-- Opening Marker --
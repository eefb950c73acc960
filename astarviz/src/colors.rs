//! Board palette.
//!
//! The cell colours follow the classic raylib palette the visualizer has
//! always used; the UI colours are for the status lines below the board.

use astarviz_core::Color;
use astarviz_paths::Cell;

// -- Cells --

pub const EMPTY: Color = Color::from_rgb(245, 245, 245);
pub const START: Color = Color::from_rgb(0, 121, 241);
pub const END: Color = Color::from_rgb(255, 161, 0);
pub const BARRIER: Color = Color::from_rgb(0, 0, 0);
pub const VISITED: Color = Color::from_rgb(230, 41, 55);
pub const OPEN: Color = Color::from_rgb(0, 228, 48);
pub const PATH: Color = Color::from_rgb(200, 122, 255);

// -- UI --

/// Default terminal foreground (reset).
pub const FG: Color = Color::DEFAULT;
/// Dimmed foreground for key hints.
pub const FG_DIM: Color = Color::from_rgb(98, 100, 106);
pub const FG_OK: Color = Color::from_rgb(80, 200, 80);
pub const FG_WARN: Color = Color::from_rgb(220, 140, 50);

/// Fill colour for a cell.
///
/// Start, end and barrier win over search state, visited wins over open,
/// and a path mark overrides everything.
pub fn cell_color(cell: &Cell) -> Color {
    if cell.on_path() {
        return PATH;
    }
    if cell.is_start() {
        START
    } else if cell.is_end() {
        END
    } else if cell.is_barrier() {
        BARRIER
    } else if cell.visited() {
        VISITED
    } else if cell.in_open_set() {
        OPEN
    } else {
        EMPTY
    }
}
-- Closing Marker --
■ Exercise directions: Set down all of the entries again, keeping every line exactly as it is.

■ Written solution:
repository eefb950c73acc960
filename astarviz/src/colors.rs
//! Board palette.
//!
//! The cell colours follow the classic raylib palette the visualizer has
//! always used; the UI colours are for the status lines below the board.

use astarviz_core::Color;
use astarviz_paths::Cell;

// -- Cells --

pub const EMPTY: Color = Color::from_rgb(245, 245, 245);
pub const START: Color = Color::from_rgb(0, 121, 241);
pub const END: Color = Color::from_rgb(255, 161, 0);
pub const BARRIER: Color = Color::from_rgb(0, 0, 0);
pub const VISITED: Color = Color::from_rgb(230, 41, 55);
pub const OPEN: Color = Color::from_rgb(0, 228, 48);
pub const PATH: Color = Color::from_rgb(200, 122, 255);

// -- UI --

/// Default terminal foreground (reset).
pub const FG: Color = Color::DEFAULT;
/// Dimmed foreground for key hints.
pub const FG_DIM: Color = Color::from_rgb(98, 100, 106);
pub const FG_OK: Color = Color::from_rgb(80, 200, 80);
pub const FG_WARN: Color = Color::from_rgb(220, 140, 50);

/// Fill colour for a cell.
///
/// Start, end and barrier win over search state, visited wins over open,
/// and a path mark overrides everything.
pub fn cell_color(cell: &Cell) -> Color {
    if cell.on_path() {
        return PATH;
    }
    if cell.is_start() {
        START
    } else if cell.is_end() {
        END
    } else if cell.is_barrier() {
        BARRIER
    } else if cell.visited() {
        VISITED
    } else if cell.in_open_set() {
        OPEN
    } else {
        EMPTY
    }
}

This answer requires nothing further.